━━━ Dataset excerpts ━━━

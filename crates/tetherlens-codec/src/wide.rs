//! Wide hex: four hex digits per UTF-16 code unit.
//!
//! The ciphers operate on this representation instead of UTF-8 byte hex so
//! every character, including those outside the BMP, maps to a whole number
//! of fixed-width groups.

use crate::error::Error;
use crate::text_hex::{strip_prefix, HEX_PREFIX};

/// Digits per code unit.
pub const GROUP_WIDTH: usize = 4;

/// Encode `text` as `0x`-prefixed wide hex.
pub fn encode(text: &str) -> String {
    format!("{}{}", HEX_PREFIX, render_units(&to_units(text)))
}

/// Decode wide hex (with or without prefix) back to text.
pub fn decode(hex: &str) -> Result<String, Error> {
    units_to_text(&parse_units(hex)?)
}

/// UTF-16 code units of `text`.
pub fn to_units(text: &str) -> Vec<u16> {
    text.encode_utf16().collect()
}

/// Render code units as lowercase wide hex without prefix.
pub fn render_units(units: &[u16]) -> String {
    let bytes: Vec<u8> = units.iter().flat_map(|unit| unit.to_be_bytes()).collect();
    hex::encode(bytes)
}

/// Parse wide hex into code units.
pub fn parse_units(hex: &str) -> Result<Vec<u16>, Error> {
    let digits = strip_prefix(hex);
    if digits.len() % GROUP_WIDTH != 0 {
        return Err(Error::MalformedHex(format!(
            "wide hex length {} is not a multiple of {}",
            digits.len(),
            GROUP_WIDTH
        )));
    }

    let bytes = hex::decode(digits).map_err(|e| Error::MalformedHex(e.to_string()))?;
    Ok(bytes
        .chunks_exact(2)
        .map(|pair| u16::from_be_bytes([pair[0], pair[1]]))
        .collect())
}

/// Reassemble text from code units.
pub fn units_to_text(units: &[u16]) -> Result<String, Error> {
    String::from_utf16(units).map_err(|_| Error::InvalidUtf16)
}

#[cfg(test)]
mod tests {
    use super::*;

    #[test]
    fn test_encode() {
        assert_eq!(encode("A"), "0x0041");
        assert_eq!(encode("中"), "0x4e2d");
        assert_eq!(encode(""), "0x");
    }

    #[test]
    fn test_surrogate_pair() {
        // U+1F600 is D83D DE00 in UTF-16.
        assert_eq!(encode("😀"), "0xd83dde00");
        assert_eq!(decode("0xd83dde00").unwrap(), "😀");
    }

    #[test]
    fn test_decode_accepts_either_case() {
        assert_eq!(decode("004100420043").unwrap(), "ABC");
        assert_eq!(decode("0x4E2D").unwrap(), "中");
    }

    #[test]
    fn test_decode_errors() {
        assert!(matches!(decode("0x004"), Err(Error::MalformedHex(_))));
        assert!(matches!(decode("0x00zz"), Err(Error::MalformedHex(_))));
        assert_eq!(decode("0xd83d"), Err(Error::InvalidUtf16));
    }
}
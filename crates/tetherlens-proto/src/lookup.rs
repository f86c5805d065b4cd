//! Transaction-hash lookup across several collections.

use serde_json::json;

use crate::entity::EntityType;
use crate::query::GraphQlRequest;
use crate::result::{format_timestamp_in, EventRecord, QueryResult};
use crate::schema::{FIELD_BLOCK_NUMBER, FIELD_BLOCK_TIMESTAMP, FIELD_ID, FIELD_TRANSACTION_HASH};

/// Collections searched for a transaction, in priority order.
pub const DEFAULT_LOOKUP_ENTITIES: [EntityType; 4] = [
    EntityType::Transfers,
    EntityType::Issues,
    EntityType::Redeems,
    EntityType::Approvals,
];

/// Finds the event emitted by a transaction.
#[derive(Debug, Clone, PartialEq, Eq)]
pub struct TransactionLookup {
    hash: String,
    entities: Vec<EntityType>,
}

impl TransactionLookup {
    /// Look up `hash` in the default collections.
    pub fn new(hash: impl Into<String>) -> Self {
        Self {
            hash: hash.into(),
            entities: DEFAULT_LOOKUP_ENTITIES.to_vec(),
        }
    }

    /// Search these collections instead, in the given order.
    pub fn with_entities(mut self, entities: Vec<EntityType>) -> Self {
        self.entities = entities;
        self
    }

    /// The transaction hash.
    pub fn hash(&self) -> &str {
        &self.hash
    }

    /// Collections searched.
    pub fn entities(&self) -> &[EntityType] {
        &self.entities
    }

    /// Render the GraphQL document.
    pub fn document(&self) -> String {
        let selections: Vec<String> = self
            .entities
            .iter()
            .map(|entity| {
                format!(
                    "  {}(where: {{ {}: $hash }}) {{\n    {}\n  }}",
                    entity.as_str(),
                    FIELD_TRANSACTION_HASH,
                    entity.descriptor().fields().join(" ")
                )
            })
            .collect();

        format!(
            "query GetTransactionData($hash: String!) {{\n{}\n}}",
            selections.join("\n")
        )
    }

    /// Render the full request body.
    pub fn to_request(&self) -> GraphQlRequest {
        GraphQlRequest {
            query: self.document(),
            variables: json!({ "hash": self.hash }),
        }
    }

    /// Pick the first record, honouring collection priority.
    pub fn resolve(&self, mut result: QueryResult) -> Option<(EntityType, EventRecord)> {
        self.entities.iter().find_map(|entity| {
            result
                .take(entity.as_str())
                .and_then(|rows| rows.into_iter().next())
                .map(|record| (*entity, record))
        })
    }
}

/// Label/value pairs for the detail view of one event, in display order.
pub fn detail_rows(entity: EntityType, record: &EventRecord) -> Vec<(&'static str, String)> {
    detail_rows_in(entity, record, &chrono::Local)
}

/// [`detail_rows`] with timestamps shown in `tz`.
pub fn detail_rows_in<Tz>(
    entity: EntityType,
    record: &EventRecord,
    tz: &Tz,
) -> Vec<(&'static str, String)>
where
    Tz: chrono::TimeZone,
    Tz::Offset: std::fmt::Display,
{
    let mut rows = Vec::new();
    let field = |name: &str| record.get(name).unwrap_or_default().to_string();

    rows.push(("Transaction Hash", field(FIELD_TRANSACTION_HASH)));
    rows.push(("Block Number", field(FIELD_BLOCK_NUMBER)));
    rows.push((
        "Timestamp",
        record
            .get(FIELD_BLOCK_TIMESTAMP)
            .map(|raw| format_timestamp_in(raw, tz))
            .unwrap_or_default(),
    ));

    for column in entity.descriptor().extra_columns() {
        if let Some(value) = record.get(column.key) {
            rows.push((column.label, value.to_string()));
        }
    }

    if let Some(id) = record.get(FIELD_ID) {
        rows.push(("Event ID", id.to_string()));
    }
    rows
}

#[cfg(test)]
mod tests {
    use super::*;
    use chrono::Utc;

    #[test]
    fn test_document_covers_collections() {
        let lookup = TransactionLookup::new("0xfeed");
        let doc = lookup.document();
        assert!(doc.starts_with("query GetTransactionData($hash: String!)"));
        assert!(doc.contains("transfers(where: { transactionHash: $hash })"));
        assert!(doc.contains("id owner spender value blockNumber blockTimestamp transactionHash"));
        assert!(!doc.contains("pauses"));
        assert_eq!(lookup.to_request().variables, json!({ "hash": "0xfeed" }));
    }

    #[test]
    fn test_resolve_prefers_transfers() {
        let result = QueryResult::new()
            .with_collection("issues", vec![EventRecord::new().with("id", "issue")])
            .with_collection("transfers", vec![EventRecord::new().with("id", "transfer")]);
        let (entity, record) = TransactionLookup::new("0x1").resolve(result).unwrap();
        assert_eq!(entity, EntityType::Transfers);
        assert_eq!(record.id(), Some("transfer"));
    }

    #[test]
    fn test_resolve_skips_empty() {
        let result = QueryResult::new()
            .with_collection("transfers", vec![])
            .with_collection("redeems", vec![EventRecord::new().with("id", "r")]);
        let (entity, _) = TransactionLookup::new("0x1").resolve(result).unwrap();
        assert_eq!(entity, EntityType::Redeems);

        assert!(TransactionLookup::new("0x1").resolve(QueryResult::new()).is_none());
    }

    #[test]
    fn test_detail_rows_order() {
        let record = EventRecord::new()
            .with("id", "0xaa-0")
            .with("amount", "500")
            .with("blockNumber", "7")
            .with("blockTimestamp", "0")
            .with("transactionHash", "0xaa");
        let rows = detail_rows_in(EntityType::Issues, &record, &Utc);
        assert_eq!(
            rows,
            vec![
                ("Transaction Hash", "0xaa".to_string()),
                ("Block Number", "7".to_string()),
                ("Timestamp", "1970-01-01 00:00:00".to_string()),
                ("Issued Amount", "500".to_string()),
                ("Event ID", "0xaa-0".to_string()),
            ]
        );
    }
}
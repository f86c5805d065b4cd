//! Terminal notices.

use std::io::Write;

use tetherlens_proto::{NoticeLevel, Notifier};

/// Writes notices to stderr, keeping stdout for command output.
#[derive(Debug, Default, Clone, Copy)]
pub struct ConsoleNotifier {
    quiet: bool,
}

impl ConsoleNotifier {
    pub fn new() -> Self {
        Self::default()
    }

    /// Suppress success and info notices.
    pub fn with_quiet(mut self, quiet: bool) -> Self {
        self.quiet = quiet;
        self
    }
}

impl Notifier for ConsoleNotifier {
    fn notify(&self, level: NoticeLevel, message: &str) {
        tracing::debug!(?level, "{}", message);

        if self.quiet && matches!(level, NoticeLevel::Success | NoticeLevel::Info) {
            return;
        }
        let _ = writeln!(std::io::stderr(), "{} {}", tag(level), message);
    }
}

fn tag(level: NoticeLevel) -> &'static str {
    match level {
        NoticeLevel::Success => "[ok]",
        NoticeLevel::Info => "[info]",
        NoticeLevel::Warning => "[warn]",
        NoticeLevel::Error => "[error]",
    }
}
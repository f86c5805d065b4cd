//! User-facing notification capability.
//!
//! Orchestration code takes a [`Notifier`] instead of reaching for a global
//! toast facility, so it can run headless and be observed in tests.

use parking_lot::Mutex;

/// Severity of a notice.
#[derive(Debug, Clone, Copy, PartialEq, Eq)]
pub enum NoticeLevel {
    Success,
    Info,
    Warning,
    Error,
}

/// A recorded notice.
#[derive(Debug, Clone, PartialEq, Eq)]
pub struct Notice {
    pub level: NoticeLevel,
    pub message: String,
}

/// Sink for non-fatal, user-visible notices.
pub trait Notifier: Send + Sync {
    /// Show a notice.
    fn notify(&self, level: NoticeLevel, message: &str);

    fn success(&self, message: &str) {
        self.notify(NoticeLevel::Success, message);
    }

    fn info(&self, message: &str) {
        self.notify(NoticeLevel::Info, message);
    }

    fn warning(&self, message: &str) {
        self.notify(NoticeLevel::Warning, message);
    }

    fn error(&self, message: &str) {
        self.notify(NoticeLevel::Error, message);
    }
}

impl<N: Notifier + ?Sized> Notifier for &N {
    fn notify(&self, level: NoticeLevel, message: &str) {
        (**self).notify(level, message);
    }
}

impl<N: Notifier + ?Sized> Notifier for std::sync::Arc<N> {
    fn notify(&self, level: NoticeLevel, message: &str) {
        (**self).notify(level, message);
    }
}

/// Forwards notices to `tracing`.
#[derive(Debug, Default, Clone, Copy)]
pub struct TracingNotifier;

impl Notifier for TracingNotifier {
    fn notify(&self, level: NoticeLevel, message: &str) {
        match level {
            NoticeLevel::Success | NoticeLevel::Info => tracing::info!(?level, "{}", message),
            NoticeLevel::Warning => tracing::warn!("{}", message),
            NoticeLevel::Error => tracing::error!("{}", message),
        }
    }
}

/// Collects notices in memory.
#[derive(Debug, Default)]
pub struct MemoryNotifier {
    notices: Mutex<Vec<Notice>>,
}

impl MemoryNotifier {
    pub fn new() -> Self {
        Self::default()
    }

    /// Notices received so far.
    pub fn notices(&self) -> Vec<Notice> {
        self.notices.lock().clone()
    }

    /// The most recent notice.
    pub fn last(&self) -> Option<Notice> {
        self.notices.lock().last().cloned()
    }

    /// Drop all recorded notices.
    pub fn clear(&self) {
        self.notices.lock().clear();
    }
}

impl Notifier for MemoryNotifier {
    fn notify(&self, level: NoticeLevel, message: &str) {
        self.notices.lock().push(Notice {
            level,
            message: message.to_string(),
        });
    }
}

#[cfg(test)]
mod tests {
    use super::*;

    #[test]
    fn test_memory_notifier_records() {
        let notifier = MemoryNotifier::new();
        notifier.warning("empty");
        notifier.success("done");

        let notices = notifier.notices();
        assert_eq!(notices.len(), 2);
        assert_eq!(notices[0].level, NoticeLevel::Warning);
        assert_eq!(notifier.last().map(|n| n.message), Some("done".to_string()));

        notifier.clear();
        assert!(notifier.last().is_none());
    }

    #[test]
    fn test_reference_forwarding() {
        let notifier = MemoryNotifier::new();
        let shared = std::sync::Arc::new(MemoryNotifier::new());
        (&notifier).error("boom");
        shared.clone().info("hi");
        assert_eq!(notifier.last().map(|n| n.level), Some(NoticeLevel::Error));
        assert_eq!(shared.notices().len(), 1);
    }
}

━━━

Task objective:
In the answer, the lines from the first line of the data above through the line containing "a whole number" must appear exactly as written, with nothing else.

Task result:
filename crates/tetherlens-codec/src/wide.rs
//! Wide hex: four hex digits per UTF-16 code unit.
//!
//! The ciphers operate on this representation instead of UTF-8 byte hex so
//! every character, including those outside the BMP, maps to a whole number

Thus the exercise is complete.